Severability. In the event any provision of this Agreement or any application thereof is held to be invalid, illegal, or unenforceable in any respect, the validity, legality, and enforceability of the other provisions hereof and of any other application of the specific provision involved will not be affected or impaired in any manner.

No Third Party Benefit. Except as otherwise specifically provided herein, this Agreement is intended for the exclusive benefit of the parties and their respective successors and permitted assigns, and nothing contained in this Agreement will be construed as creating any right or benefit in or to any third party.

Survival. Any provision of this Agreement which by its nature would survive termination of this Agreement will be deemed to survive.

Waiver. Any waiver by either party of a breach of any provision of this Agreement will not operate as, or be construed to be, a waiver of any other breach of such provision or of any breach of any other provision herein. Failure by either party to insist upon strict adherence to any term of this Agreement on one or more occasions will not be considered as a waiver or deprive that party of the right thereafter to insist upon strict adherence to that term or any other term herein. Any waiver must be in writing and signed by the party granting the waiver.

Governing Law, Venue, Claims. This Agreement will be governed by and construed in accordance with the laws of the State of Florida, without reference to its principles of conflicts of laws. Each of Pathfinders and Client (i) agrees that any legal suit, action or proceeding arising out of or relating to this Agreement will be instituted exclusively in the state or federal courts of Marion County, Florida, (ii) waives any objection which such party may have now or hereafter to the venue of any such suit, action or proceeding, and (ii) irrevocably consents to the jurisdiction of the foregoing courts in any such suit, action or procedure.
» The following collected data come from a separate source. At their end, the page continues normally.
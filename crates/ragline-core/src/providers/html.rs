//! Plain-text extraction from HTML

use scraper::node::Node;
use scraper::{ElementRef, Html, Selector};

/// Elements whose content is never page text
const SKIP_TAGS: &[&str] = &[
    "head", "title", "script", "style", "noscript", "template", "svg", "iframe",
];

/// Elements that start and end a line of output
const BLOCK_TAGS: &[&str] = &[
    "html", "body", "p", "div", "section", "article", "header", "footer", "nav", "aside", "main",
    "ul", "ol", "li", "dl", "dt", "dd", "table", "tr", "td", "th", "h1", "h2", "h3", "h4", "h5",
    "h6", "blockquote", "figure", "figcaption", "form", "br", "hr", "pre",
];

/// Page title with whitespace collapsed, if present and non-empty
pub fn extract_title(html: &str) -> Option<String> {
    let document = Html::parse_document(html);
    let selector = Selector::parse("title").ok()?;
    let title = document.select(&selector).next()?;
    let title = collapse_whitespace(&title.text().collect::<String>());
    (!title.is_empty()).then_some(title)
}

/// Visible text of an HTML page, one block element per line.
///
/// Entities are decoded by the parser. `pre`/`code` content is flattened
/// onto a single line.
pub fn html_to_text(html: &str) -> String {
    let document = Html::parse_document(html);
    let mut raw = String::new();
    collect_text(document.root_element(), &mut raw);

    raw.lines()
        .map(collapse_whitespace)
        .filter(|line| !line.is_empty())
        .collect::<Vec<_>>()
        .join("\n")
}

/// Whether content looks like an HTML document
pub fn looks_like_html(content: &str) -> bool {
    let head: String = content.chars().take(512).collect::<String>().to_ascii_lowercase();
    head.contains("<html") || head.contains("<!doctype html") || head.contains("<body")
}

fn collect_text(element: ElementRef<'_>, out: &mut String) {
    for child in element.children() {
        match child.value() {
            Node::Text(text) => out.push_str(text),
            Node::Element(el) => {
                let tag = el.name();
                if SKIP_TAGS.contains(&tag) {
                    continue;
                }
                let Some(child) = ElementRef::wrap(child) else {
                    continue;
                };

                if matches!(tag, "pre" | "code") {
                    let flat = collapse_whitespace(&child.text().collect::<String>());
                    let sep = if tag == "pre" { '\n' } else { ' ' };
                    out.push(sep);
                    out.push_str(&flat);
                    out.push(sep);
                } else if BLOCK_TAGS.contains(&tag) {
                    out.push('\n');
                    collect_text(child, out);
                    out.push('\n');
                } else {
                    collect_text(child, out);
                }
            }
            // comments, doctype, processing instructions
            _ => {}
        }
    }
}

fn collapse_whitespace(text: &str) -> String {
    text.split_whitespace().collect::<Vec<_>>().join(" ")
}
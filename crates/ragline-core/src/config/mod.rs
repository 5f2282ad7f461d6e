//! Configuration management

use crate::error::{RaglineError, Result};
use serde::{Deserialize, Serialize};
use std::path::{Path, PathBuf};

/// Smallest chunk size the segmenter accepts (leaves room for the source prefix)
pub const MIN_CHUNK_CHARS: usize = 64;

/// Main configuration structure
#[derive(Debug, Clone, Serialize, Deserialize, Default)]
pub struct Config {
    /// Chat completion and tokenizer service
    #[serde(default)]
    pub llm_service: LLMServiceConfig,

    /// Embedding service
    #[serde(default)]
    pub embedding: EmbeddingServiceConfig,

    /// Reranking service
    #[serde(default)]
    pub reranker: RerankerServiceConfig,

    /// Vector store tuning
    #[serde(default)]
    pub vector_store: VectorStoreConfig,

    /// Segmentation of source documents
    #[serde(default)]
    pub chunking: ChunkingConfig,

    /// Retrieval and relevance filtering
    #[serde(default)]
    pub retrieval: RetrievalConfig,

    /// Conversation and prompt limits
    #[serde(default)]
    pub chat: ChatConfig,

    /// Source loading
    #[serde(default)]
    pub loader: LoaderConfig,
}

/// LLM service configuration (OpenAI-compatible, e.g. vLLM)
#[derive(Debug, Clone, Serialize, Deserialize)]
pub struct LLMServiceConfig {
    /// Base URL of the LLM service; `/v1/chat/completions` and `/tokenize` hang off it
    pub url: String,

    /// Model name for chat completions and tokenization
    #[serde(default = "default_chat_model")]
    pub model: String,

    /// API key (optional, for authenticated services)
    #[serde(default)]
    pub api_key: Option<String>,

    /// Request timeout in seconds
    #[serde(default = "default_llm_timeout")]
    pub timeout_secs: u64,

    /// Sampling temperature
    #[serde(default = "default_temperature")]
    pub temperature: f32,

    /// Maximum number of generated tokens
    #[serde(default = "default_max_tokens")]
    pub max_tokens: u32,
}

impl Default for LLMServiceConfig {
    fn default() -> Self {
        Self {
            url: std::env::var("RAGLINE_LLM_URL")
                .unwrap_or_else(|_| "http://localhost:8000".to_string()),
            model: default_chat_model(),
            api_key: std::env::var("RAGLINE_LLM_API_KEY").ok(),
            timeout_secs: default_llm_timeout(),
            temperature: default_temperature(),
            max_tokens: default_max_tokens(),
        }
    }
}

fn default_chat_model() -> String {
    std::env::var("RAGLINE_LLM_MODEL")
        .unwrap_or_else(|_| "Qwen/Qwen2.5-7B-Instruct".to_string())
}

fn default_llm_timeout() -> u64 {
    120
}

fn default_temperature() -> f32 {
    0.2
}

fn default_max_tokens() -> u32 {
    1024
}

/// Embedding service configuration (text-embeddings-inference style `/embed`)
#[derive(Debug, Clone, Serialize, Deserialize)]
pub struct EmbeddingServiceConfig {
    /// Base URL of the embedding service
    pub url: String,

    /// Output dimension D; fixed for the life of a collection
    #[serde(default = "default_dimensions")]
    pub dimensions: usize,

    /// Texts per `/embed` request
    #[serde(default = "default_batch_size")]
    pub batch_size: usize,

    /// Batches in flight at once (1 = sequential)
    #[serde(default = "default_max_concurrent")]
    pub max_concurrent: usize,

    /// Request timeout in seconds
    #[serde(default = "default_service_timeout")]
    pub timeout_secs: u64,
}

impl Default for EmbeddingServiceConfig {
    fn default() -> Self {
        Self {
            url: std::env::var("RAGLINE_EMBEDDING_URL")
                .unwrap_or_else(|_| "http://localhost:8080".to_string()),
            dimensions: default_dimensions(),
            batch_size: default_batch_size(),
            max_concurrent: default_max_concurrent(),
            timeout_secs: default_service_timeout(),
        }
    }
}

fn default_dimensions() -> usize {
    std::env::var("RAGLINE_EMBEDDING_DIMS")
        .ok()
        .and_then(|s| s.parse().ok())
        .unwrap_or(1024)
}

fn default_batch_size() -> usize {
    32
}

fn default_max_concurrent() -> usize {
    1
}

fn default_service_timeout() -> u64 {
    60
}

/// Reranking service configuration (`/rerank`)
#[derive(Debug, Clone, Serialize, Deserialize)]
pub struct RerankerServiceConfig {
    /// Base URL of the reranking service
    pub url: String,

    /// Request timeout in seconds
    #[serde(default = "default_service_timeout")]
    pub timeout_secs: u64,
}

impl Default for RerankerServiceConfig {
    fn default() -> Self {
        Self {
            url: std::env::var("RAGLINE_RERANKER_URL")
                .unwrap_or_else(|_| "http://localhost:8081".to_string()),
            timeout_secs: default_service_timeout(),
        }
    }
}

/// Vector store tuning
#[derive(Debug, Clone, Serialize, Deserialize)]
pub struct VectorStoreConfig {
    /// Minimum record count before an ANN index is built; smaller collections are scanned exactly
    #[serde(default = "default_ann_threshold")]
    pub ann_threshold: usize,

    /// HNSW construction breadth
    #[serde(default = "default_ef_construction")]
    pub ef_construction: usize,

    /// HNSW search breadth
    #[serde(default = "default_ef_search")]
    pub ef_search: usize,

    /// Candidates fetched per requested result, so deduplication cannot starve the top-k
    #[serde(default = "default_over_fetch")]
    pub over_fetch: usize,
}

impl Default for VectorStoreConfig {
    fn default() -> Self {
        Self {
            ann_threshold: default_ann_threshold(),
            ef_construction: default_ef_construction(),
            ef_search: default_ef_search(),
            over_fetch: default_over_fetch(),
        }
    }
}

fn default_ann_threshold() -> usize {
    1000
}

fn default_ef_construction() -> usize {
    100
}

fn default_ef_search() -> usize {
    64
}

fn default_over_fetch() -> usize {
    3
}

/// Segmentation settings, in characters
#[derive(Debug, Clone, Serialize, Deserialize)]
pub struct ChunkingConfig {
    #[serde(default = "default_max_chars")]
    pub max_chars: usize,

    #[serde(default)]
    pub overlap_chars: usize,
}

impl Default for ChunkingConfig {
    fn default() -> Self {
        Self {
            max_chars: default_max_chars(),
            overlap_chars: 0,
        }
    }
}

fn default_max_chars() -> usize {
    1250
}

/// Retrieval and relevance filtering
#[derive(Debug, Clone, Serialize, Deserialize)]
pub struct RetrievalConfig {
    /// Nearest neighbours fetched from the vector store
    #[serde(default = "default_search_top_k")]
    pub search_top_k: usize,

    /// Rerank score a chunk must strictly exceed to reach the prompt
    #[serde(default = "default_min_score")]
    pub rerank_min_score: f64,

    /// Maximum chunks placed in the prompt
    #[serde(default = "default_prompt_top_k")]
    pub prompt_top_k: usize,
}

impl Default for RetrievalConfig {
    fn default() -> Self {
        Self {
            search_top_k: default_search_top_k(),
            rerank_min_score: default_min_score(),
            prompt_top_k: default_prompt_top_k(),
        }
    }
}

fn default_search_top_k() -> usize {
    15
}

fn default_min_score() -> f64 {
    0.2
}

fn default_prompt_top_k() -> usize {
    5
}

/// Conversation and prompt limits
#[derive(Debug, Clone, Serialize, Deserialize)]
pub struct ChatConfig {
    /// Turns (user + assistant pairs) kept in history
    #[serde(default = "default_max_turns")]
    pub max_turns: usize,

    /// Token budget for the assembled prompt
    #[serde(default = "default_max_input_tokens")]
    pub max_input_tokens: usize,

    /// Replaces the built-in system instruction
    #[serde(default, skip_serializing_if = "Option::is_none")]
    pub system_instruction: Option<String>,
}

impl Default for ChatConfig {
    fn default() -> Self {
        Self {
            max_turns: default_max_turns(),
            max_input_tokens: default_max_input_tokens(),
            system_instruction: None,
        }
    }
}

fn default_max_turns() -> usize {
    5
}

fn default_max_input_tokens() -> usize {
    6000
}

/// Source loading and text filtering
#[derive(Debug, Clone, Serialize, Deserialize)]
pub struct LoaderConfig {
    /// Lines with fewer words are dropped
    #[serde(default = "default_min_words")]
    pub min_words: usize,

    /// A document is cut at the first line containing any of these
    #[serde(default)]
    pub stop_phrases: Vec<String>,

    /// HTTP fetch timeout in seconds
    #[serde(default = "default_loader_timeout")]
    pub timeout_secs: u64,
}

impl Default for LoaderConfig {
    fn default() -> Self {
        Self {
            min_words: default_min_words(),
            stop_phrases: Vec::new(),
            timeout_secs: default_loader_timeout(),
        }
    }
}

fn default_min_words() -> usize {
    3
}

fn default_loader_timeout() -> u64 {
    10
}

impl Config {
    /// Load config from default path
    pub fn load() -> Result<Self> {
        Self::load_from(Self::default_path())
    }

    /// Load config from a specific path; a missing file yields defaults
    pub fn load_from(path: impl AsRef<Path>) -> Result<Self> {
        let path = path.as_ref();
        let config = if path.exists() {
            let content = std::fs::read_to_string(path)?;
            serde_yaml::from_str(&content)?
        } else {
            Config::default()
        };
        config.validate()?;
        Ok(config)
    }

    /// Save config to a path
    pub fn save_to(&self, path: impl AsRef<Path>) -> Result<()> {
        let path = path.as_ref();
        if let Some(parent) = path.parent() {
            std::fs::create_dir_all(parent)?;
        }
        let content = serde_yaml::to_string(self)?;
        std::fs::write(path, content)?;
        Ok(())
    }

    /// Get default config path
    pub fn default_path() -> PathBuf {
        dirs::config_dir()
            .unwrap_or_else(|| PathBuf::from("."))
            .join(crate::CONFIG_DIR_NAME)
            .join("config.yml")
    }

    /// Reject settings the pipelines cannot honor
    pub fn validate(&self) -> Result<()> {
        let fail = |msg: &str| -> Result<()> { Err(RaglineError::Config(msg.to_string())) };

        if self.embedding.dimensions == 0 {
            return fail("embedding.dimensions must be greater than zero");
        }
        if self.embedding.batch_size == 0 {
            return fail("embedding.batch_size must be greater than zero");
        }
        if self.embedding.max_concurrent == 0 {
            return fail("embedding.max_concurrent must be greater than zero");
        }
        if self.chunking.max_chars < MIN_CHUNK_CHARS {
            return Err(RaglineError::Config(format!(
                "chunking.max_chars must be at least {}",
                MIN_CHUNK_CHARS
            )));
        }
        if self.chunking.overlap_chars >= self.chunking.max_chars {
            return fail("chunking.overlap_chars must be smaller than chunking.max_chars");
        }
        if self.retrieval.search_top_k == 0 {
            return fail("retrieval.search_top_k must be greater than zero");
        }
        if self.retrieval.prompt_top_k == 0 {
            return fail("retrieval.prompt_top_k must be greater than zero");
        }
        if self.chat.max_turns == 0 {
            return fail("chat.max_turns must be greater than zero");
        }
        if self.chat.max_input_tokens == 0 {
            return fail("chat.max_input_tokens must be greater than zero");
        }
        if self.vector_store.over_fetch == 0 {
            return fail("vector_store.over_fetch must be greater than zero");
        }
        Ok(())
    }
}

#[cfg(test)]
mod tests {
    use super::*;

    #[test]
    fn test_defaults_are_valid() {
        let config = Config::default();
        assert!(config.validate().is_ok());
        assert_eq!(config.chunking.max_chars, 1250);
        assert_eq!(config.retrieval.search_top_k, 15);
        assert_eq!(config.loader.min_words, 3);
    }

    #[test]
    fn test_partial_yaml_uses_defaults() {
        let yaml = "chunking:\n  max_chars: 500\n  overlap_chars: 50\nchat:\n  max_turns: 2\n";
        let config: Config = serde_yaml::from_str(yaml).unwrap();
        assert_eq!(config.chunking.max_chars, 500);
        assert_eq!(config.chunking.overlap_chars, 50);
        assert_eq!(config.chat.max_turns, 2);
        assert_eq!(config.chat.max_input_tokens, 6000);
        assert_eq!(config.retrieval.prompt_top_k, 5);
    }

    #[test]
    fn test_overlap_must_be_smaller_than_chunk() {
        let mut config = Config::default();
        config.chunking.overlap_chars = config.chunking.max_chars;
        assert!(matches!(config.validate(), Err(RaglineError::Config(_))));
    }

    #[test]
    fn test_zero_batch_size_rejected() {
        let mut config = Config::default();
        config.embedding.batch_size = 0;
        assert!(config.validate().is_err());
    }

    #[test]
    fn test_save_and_load_roundtrip() {
        let temp = tempfile::TempDir::new().unwrap();
        let path = temp.path().join("nested").join("config.yml");

        let mut config = Config::default();
        config.retrieval.rerank_min_score = 0.5;
        config.loader.stop_phrases = vec!["Cookie policy".to_string()];
        config.save_to(&path).unwrap();

        let loaded = Config::load_from(&path).unwrap();
        assert_eq!(loaded.retrieval.rerank_min_score, 0.5);
        assert_eq!(loaded.loader.stop_phrases, vec!["Cookie policy".to_string()]);
    }

    #[test]
    fn test_missing_file_yields_defaults() {
        let temp = tempfile::TempDir::new().unwrap();
        let config = Config::load_from(temp.path().join("absent.yml")).unwrap();
        assert_eq!(config.chat.max_turns, 5);
    }
}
Client will reimburse Pathfinders, promptly upon Pathfinders' demand, for all attorneys' fees, costs, and other expenses incurred by Pathfinders associated with enforcing its rights under this Agreement against Client and/or collecting amounts due from Client to Pathfinders regardless of whether Pathfinders files suit against Client. Pathfinders will have no liability to Client for a claim filed against Pathfinders more than two (2) years after the facts giving rise to the claim.

Force Majeure. Any party will be excused from failures or delays in delivery or performance hereunder (excepting payment of fees) if such failure or delay is attributable to causes beyond the party's reasonable control such as acts of God, acts of government, flood, fire, earthquake, pandemic/epidemic, civil unrest, terrorism, strikes, or utility failures. In the event of any such delay, the time of delivery or performance and time of payment will be extended for a period of time equal to the time lost by reason of such delay (unless otherwise specified in writing between the parties) provided that such party continues to use its best efforts to recommence performance as soon as possible and to whatever extent possible without delay. The non-performing party will immediately notify the party to whom performance is due and describe at a reasonable level of detail the circumstances causing such failure or delay.

Interpretation. This Agreement is the result of careful negotiations between sophisticated parties and thus any principle of construction or rule of law that provides that an agreement will be construed against the drafter of the agreement in the event of any inconsistency or ambiguity in such agreement will not apply to the terms and conditions of this Agreement.

Signature/Counterparts. This Agreement may be executed in counterparts, each of which will be deemed to be an original, and both of which, taken together, will constitute one agreement binding on all parties. A facsimile signature or other similar electronic reproduction of a signature will have the force and effect of an original signature, and in the absence of an original signature, will constitute the original signature.